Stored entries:
══════════
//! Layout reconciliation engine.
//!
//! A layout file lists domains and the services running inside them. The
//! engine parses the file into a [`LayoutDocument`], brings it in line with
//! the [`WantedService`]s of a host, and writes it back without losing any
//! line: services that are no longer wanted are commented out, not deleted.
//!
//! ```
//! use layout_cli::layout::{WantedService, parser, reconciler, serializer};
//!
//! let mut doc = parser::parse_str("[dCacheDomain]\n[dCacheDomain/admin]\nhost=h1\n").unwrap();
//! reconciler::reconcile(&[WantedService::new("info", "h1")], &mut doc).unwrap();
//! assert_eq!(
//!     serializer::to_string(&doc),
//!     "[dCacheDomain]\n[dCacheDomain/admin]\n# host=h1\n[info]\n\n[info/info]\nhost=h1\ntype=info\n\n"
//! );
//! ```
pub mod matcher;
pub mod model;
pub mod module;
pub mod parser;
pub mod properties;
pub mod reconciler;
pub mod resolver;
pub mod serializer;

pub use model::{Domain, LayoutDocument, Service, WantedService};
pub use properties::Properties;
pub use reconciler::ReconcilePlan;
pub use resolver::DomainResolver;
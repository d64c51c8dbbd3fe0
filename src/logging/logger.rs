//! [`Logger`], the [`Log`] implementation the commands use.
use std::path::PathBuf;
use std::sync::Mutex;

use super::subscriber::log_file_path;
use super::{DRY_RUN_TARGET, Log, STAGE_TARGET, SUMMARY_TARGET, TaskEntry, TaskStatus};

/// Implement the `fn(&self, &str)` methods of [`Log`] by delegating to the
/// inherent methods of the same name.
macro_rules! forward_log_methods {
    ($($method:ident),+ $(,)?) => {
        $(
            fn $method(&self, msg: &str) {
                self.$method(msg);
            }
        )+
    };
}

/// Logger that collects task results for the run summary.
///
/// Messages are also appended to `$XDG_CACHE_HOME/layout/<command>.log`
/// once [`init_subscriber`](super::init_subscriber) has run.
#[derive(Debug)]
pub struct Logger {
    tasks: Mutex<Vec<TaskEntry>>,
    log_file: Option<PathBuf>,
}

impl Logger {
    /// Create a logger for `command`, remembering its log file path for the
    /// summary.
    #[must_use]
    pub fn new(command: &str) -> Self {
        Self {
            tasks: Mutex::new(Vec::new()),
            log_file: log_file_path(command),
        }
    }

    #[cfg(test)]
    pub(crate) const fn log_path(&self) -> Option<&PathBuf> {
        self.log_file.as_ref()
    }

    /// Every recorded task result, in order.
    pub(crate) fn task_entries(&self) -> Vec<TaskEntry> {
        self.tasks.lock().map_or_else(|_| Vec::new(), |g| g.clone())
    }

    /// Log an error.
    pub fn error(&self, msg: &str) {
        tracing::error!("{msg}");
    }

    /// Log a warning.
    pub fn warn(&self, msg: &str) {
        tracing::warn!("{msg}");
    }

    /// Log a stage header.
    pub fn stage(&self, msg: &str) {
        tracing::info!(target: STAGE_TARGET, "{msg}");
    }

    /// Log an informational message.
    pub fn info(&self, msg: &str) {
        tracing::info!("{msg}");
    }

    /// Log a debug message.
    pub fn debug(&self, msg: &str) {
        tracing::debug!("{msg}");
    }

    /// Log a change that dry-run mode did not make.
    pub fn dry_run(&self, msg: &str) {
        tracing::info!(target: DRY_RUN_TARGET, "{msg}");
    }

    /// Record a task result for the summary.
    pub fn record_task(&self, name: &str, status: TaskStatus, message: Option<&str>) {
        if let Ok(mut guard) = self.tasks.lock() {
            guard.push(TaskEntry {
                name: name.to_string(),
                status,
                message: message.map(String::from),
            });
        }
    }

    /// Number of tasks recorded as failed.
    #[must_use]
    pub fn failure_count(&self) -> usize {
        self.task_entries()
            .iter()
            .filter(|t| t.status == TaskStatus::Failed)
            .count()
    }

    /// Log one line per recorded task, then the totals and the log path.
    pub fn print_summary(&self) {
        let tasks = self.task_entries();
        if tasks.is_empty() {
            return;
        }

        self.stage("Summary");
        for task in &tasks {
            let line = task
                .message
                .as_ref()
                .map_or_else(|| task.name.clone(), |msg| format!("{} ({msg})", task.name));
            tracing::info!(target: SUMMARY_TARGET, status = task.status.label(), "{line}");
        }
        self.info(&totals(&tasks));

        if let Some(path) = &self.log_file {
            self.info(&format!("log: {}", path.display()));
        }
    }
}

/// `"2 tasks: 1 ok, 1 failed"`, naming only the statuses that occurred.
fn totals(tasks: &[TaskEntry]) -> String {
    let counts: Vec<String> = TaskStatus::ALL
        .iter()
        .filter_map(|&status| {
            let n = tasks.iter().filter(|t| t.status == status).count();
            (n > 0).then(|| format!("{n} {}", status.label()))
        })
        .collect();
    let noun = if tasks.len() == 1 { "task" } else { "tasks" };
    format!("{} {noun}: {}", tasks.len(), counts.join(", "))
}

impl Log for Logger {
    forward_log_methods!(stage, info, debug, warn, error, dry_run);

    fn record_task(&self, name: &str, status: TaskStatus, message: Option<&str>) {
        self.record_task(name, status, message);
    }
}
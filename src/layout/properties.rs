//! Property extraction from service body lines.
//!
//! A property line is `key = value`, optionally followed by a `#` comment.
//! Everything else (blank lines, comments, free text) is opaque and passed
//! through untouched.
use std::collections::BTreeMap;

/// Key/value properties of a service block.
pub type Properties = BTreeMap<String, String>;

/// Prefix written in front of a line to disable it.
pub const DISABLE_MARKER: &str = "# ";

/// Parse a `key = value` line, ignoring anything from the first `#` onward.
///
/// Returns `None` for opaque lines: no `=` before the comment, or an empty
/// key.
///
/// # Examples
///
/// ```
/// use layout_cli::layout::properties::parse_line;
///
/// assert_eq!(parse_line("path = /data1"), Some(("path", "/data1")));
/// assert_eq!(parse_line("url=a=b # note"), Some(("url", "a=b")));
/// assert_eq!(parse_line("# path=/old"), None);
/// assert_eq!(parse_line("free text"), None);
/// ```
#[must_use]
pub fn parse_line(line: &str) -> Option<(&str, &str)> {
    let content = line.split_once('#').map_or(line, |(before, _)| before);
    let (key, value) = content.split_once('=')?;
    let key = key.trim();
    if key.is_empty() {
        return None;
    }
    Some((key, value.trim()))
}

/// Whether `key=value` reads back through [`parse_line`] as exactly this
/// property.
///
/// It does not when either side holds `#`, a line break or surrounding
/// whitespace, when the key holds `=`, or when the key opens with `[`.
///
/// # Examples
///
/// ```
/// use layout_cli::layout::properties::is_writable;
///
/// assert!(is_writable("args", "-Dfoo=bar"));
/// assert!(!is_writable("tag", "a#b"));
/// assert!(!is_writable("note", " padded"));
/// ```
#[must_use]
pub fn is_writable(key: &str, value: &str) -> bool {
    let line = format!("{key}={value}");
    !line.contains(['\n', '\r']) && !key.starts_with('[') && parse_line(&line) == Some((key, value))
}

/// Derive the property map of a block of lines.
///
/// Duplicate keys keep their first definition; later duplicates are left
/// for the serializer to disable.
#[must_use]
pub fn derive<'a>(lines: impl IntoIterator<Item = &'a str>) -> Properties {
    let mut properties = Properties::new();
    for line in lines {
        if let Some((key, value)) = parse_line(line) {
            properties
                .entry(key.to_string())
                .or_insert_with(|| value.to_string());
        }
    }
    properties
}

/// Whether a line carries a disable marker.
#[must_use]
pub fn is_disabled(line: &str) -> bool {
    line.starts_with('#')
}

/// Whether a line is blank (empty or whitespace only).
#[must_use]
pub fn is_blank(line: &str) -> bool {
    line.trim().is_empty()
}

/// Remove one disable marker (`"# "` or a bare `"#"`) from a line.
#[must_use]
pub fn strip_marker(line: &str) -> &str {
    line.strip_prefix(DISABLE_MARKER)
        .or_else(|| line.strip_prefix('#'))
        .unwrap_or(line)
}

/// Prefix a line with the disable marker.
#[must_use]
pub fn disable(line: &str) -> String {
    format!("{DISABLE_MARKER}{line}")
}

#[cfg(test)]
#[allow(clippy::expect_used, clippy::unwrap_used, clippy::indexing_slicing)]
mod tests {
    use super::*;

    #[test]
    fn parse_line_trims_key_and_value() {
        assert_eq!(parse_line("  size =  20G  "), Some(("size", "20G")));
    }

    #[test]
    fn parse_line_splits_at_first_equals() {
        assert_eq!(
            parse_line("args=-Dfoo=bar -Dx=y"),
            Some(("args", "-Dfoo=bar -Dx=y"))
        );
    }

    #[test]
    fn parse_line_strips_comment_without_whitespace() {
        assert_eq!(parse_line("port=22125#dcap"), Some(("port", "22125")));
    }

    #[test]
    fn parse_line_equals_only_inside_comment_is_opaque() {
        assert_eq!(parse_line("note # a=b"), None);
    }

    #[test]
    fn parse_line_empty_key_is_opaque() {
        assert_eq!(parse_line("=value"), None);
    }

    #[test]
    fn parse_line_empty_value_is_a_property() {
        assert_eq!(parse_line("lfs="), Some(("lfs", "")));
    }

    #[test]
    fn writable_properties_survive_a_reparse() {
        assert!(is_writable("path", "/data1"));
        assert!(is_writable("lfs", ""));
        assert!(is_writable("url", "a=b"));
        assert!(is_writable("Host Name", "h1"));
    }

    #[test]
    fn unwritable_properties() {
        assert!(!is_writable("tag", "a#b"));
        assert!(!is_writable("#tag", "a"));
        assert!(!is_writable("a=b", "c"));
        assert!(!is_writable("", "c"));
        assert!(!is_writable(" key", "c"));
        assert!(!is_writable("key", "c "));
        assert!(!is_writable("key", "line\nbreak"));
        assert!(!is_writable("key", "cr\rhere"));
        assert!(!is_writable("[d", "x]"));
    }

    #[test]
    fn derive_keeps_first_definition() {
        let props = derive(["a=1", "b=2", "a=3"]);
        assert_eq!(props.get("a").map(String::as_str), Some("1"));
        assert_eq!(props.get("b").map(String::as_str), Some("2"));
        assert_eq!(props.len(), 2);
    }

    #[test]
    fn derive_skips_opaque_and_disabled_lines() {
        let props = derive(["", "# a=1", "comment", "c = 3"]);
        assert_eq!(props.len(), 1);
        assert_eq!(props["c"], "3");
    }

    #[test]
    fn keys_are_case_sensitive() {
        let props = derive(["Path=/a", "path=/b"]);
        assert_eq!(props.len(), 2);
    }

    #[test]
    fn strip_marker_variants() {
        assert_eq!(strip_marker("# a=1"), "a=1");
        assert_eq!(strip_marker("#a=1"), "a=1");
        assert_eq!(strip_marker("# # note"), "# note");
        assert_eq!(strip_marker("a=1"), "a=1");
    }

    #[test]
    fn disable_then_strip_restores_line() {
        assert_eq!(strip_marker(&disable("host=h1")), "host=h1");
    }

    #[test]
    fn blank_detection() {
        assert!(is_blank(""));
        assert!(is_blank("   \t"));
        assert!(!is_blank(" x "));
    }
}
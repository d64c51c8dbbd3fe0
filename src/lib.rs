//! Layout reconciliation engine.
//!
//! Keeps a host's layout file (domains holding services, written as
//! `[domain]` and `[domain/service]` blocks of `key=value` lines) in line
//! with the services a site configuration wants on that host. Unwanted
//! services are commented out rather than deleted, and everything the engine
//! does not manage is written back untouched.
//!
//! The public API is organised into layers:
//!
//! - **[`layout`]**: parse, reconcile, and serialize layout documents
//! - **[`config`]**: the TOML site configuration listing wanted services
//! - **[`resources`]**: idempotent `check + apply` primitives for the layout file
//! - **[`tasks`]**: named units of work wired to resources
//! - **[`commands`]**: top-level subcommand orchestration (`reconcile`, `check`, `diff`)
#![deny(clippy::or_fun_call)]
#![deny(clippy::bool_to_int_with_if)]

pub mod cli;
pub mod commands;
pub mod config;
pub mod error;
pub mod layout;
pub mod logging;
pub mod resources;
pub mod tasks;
══════════
_What you are asked to do_. Look at the records above. Copy every line where the string "clippy" occurs.

_Written solution_.
#[allow(clippy::expect_used, clippy::unwrap_used, clippy::indexing_slicing)]
#![deny(clippy::or_fun_call)]
#![deny(clippy::bool_to_int_with_if)]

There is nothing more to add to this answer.